日本人が「どこの国から来たの?」と聞くと、相手は「ユークレイン」と答えた。え、どこだって?と聞き直すが、長身の青年は遠くを見る目で、「ユークレイン!」と繰り返した。英語力の貧しい日本人学生は「ウクライナ」の英語読みだとその時は分からなかった。
50年余り前の筆者の経験だ。
ウクライナは当時はソ連の一部。青年が答えに込めたのは、民族としての誇りだった。彼らは古くからウクライナ語を話し、ロシア帝国やソ連の下でも自らの文化を守ってきた。ロシア革命の直後に独立を求めたが、敗北。ソ連崩壊の1991年にようやく念願の独立を果たす。
そのウクライナに2022年、ロシアが全面侵攻して3年が過ぎた。狙いは属国化だ。
懸命に抗戦するウクライナ人は「3日も持たないと思ったが、3年も持ちこたえた」と自負する。だが、領土の2割は占領され、ウクライナ兵の死者は4万6千人超。ロシアの執拗なインフラ攻撃によって、国力に劣るウクライナは追い詰められつつある。
キーウ国際社会学研究所の世論調査では、「いかなる状況であれ、領土を諦めるべきではない」と答える人が3年前は82%だったが、昨年末は51%に減少。「できるだけ早く平和を達成し、独立を維持するため、領土の一部を諦めても仕方がない」と答える人が38%に増えた。
領土を守り抜く信念と、日々命が失われる痛みに、ウクライナ国民は引き裂かれている。
降ってわいたのが有力な支援国アメリカでのトランプ政権の登場だ。バイデン政権から一転、ロシアにすり寄り、「ボス交」の停戦交渉に走り出した。
20世紀以来の「侵略の否定」は、2つの核超大国に無視され始めた。まるで、帝国主義の19世紀に世界が逆戻りするかのようだ。
国連総会は今年2月24日、「ロシア軍即時撤退」決議を日本や欧州など93か国の賛成で採択した。だが、米国は反対に回り、その顔色を見るように賛成は23年から、50か国近く減った。
たとえていえば、自分勝手にいじめを続けるジャイアンAの肩を、ジャイアンBがたたいてやり、それにへつらうスネ夫のような連中が悪行を傍観する。醜悪な図だ。
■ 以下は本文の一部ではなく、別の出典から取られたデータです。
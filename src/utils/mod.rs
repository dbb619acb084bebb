//! Utility modules: build info and JSON persistence.

pub mod build_info;
pub mod persistence;

pub use build_info::{BUILD_COMMIT, BUILD_DATE};
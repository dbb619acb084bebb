//! Logging setup for the binaries.
//!
//! Logs go to stderr so report output on stdout stays machine-readable.
//! Set `DEBUG_LOGGING=1` for debug output from this crate; `RUST_LOG`
//! overrides both.

use tracing_subscriber::{
    fmt::{self, format::FmtSpan},
    layer::SubscriberExt,
    util::SubscriberInitExt,
    EnvFilter,
};

fn filter_directive(debug_logging: bool) -> &'static str {
    if debug_logging {
        "info,leviathan=debug"
    } else {
        "warn,leviathan=info"
    }
}

/// Install the global subscriber. Calling it again is a no-op.
pub fn init() {
    let debug_logging = std::env::var("DEBUG_LOGGING").is_ok();

    let filter = EnvFilter::try_from_default_env()
        .unwrap_or_else(|_| EnvFilter::new(filter_directive(debug_logging)));

    let stderr_layer = fmt::layer()
        .with_writer(std::io::stderr)
        .with_target(true)
        .with_span_events(FmtSpan::NONE);

    if tracing_subscriber::registry()
        .with(stderr_layer)
        .with(filter)
        .try_init()
        .is_ok()
    {
        tracing::debug!(debug_logging, "Logging initialized");
    }
}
しかし、侵略者が罰されなければ、ウクライナ人はたまったものではない。次の犠牲者も出るだろう。あいまいな現状追認の「解決」ではなく、有志連合など正気の皆が団結して、「間違ってるぞ」とジャイアンAをちゃんととっちめるほかに、正義を実現する道はないと私は思う。まず、日本政府の姿勢を厳しく注視したい。